The input:
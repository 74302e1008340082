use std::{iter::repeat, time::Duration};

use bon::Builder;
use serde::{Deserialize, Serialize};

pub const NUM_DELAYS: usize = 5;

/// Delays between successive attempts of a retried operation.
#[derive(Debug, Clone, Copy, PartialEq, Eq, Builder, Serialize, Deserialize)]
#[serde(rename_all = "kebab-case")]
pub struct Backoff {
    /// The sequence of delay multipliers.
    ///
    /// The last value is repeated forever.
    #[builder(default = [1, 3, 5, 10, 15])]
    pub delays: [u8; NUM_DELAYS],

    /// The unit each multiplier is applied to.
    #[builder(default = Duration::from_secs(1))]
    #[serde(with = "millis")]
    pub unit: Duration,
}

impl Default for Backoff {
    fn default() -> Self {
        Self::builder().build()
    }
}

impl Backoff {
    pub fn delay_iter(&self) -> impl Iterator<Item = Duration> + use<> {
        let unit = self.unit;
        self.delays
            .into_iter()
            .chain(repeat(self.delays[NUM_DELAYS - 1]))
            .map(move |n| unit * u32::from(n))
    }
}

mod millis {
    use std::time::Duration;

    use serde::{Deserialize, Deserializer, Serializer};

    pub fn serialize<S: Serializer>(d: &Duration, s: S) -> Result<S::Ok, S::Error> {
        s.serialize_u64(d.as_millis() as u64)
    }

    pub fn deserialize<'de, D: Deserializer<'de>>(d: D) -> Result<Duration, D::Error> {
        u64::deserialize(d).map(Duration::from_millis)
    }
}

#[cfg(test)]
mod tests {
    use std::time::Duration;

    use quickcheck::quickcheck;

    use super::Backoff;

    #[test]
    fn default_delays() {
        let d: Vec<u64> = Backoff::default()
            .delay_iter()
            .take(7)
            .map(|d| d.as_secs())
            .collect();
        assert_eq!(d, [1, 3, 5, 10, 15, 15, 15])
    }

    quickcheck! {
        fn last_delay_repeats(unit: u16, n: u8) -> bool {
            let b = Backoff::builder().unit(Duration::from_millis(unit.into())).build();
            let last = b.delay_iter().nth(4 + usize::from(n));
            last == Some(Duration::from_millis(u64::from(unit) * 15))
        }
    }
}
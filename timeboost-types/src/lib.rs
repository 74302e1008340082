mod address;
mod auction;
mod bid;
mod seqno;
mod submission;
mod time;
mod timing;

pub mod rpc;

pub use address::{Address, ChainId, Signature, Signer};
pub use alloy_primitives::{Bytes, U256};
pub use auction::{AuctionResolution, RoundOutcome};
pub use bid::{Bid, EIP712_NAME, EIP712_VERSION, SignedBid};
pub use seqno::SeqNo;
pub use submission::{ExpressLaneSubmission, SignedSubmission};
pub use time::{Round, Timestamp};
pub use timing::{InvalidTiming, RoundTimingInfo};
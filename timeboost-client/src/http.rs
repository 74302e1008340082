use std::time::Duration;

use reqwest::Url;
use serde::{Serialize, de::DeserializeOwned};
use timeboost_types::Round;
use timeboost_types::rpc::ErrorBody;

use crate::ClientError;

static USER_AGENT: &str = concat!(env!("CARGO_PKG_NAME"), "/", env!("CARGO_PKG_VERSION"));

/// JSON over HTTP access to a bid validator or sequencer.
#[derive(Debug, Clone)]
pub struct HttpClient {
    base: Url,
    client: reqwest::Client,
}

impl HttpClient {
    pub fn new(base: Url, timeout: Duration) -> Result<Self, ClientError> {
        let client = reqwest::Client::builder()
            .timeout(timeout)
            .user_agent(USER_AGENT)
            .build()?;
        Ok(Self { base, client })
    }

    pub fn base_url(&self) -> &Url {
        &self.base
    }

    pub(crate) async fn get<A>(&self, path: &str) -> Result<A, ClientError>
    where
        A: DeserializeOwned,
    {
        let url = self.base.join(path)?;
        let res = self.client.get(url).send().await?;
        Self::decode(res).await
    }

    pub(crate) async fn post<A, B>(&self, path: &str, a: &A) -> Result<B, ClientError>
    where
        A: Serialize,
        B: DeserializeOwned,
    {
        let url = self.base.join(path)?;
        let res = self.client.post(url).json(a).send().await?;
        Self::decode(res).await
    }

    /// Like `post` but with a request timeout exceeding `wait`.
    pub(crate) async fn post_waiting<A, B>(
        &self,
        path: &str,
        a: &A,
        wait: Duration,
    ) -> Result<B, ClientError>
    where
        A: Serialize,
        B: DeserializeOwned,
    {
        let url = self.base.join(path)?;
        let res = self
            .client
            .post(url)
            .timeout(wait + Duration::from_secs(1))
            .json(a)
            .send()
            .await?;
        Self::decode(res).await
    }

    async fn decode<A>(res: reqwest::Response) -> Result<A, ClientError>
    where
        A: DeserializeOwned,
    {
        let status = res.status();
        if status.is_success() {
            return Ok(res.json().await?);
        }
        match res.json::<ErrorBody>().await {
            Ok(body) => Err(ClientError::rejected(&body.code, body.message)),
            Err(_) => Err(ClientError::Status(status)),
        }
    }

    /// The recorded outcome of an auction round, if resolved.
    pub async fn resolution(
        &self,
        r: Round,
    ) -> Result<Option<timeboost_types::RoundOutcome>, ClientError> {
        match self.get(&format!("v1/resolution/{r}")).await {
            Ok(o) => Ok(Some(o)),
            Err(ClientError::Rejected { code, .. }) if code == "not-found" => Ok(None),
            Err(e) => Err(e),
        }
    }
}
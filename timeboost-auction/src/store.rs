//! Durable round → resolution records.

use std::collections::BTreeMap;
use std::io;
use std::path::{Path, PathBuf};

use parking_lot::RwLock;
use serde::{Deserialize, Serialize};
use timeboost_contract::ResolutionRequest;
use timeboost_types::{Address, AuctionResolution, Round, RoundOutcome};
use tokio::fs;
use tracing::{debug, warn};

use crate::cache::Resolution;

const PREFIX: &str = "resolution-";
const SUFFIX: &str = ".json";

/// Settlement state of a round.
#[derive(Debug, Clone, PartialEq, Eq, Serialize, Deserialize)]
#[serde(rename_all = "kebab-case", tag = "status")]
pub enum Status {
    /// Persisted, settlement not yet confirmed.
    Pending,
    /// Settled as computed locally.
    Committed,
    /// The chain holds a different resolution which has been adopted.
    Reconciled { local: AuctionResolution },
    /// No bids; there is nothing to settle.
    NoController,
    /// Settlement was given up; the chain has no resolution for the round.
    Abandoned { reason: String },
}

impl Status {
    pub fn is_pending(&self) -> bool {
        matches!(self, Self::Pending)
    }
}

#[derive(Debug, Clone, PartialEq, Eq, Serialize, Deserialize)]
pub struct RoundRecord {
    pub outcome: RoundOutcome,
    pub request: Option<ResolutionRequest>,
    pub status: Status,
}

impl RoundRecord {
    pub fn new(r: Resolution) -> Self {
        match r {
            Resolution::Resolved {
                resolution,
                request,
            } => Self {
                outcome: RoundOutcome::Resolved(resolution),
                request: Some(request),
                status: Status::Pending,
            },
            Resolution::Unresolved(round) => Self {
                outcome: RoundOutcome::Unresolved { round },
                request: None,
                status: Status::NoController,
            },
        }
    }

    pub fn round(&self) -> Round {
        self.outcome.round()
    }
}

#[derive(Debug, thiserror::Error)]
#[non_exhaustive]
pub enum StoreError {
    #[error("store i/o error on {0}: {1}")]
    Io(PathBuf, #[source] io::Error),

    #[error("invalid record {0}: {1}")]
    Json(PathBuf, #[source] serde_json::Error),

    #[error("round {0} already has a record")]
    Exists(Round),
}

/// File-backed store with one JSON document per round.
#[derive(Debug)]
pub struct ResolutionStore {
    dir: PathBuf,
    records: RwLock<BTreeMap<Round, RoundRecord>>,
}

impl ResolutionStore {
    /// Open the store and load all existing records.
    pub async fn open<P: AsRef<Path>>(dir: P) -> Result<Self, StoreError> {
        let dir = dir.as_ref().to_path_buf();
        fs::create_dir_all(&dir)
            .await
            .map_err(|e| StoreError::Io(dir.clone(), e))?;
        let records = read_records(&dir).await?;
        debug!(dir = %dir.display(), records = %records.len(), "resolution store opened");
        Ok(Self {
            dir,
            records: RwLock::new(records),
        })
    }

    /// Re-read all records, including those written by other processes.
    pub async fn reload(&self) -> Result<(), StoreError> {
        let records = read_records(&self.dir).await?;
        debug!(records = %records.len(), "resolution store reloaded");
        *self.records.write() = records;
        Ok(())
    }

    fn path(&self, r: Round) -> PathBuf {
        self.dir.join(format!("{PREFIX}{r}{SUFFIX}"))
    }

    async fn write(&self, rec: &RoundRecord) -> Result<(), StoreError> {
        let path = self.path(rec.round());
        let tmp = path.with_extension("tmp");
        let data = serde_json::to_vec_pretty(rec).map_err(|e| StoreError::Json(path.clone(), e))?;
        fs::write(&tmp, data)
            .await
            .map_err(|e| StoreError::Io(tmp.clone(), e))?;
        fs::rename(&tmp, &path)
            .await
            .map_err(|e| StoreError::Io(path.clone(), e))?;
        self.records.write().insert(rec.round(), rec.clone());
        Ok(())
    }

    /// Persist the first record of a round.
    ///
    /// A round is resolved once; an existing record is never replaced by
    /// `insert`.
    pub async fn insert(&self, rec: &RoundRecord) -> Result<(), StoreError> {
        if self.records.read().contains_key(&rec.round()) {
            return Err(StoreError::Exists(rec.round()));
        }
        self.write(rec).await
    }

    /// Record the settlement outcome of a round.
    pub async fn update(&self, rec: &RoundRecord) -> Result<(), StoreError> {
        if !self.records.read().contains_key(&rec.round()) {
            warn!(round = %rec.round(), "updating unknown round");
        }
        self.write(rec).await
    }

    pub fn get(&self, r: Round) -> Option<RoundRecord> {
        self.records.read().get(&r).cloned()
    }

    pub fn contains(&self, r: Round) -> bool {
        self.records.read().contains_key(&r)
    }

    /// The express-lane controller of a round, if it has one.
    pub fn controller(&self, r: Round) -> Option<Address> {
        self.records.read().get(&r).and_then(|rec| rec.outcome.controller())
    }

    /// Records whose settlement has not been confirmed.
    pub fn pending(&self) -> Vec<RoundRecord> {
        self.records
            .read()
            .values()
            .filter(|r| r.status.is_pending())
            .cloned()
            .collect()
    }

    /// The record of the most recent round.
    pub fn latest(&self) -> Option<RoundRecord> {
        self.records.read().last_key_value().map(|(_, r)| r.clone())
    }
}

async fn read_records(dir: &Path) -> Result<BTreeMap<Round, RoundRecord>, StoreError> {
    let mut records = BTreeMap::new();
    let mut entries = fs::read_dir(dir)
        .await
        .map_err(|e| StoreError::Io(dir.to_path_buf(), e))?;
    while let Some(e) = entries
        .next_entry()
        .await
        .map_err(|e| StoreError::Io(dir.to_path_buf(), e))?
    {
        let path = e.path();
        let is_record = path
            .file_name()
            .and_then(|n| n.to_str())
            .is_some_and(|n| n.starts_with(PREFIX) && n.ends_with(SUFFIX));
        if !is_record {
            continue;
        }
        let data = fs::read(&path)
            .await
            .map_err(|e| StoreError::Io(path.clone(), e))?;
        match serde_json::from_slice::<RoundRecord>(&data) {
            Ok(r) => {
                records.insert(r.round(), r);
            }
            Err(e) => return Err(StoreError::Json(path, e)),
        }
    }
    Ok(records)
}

Required action: Work out how many lines in the records include "ClientError". Only the number should be given.

Output: 10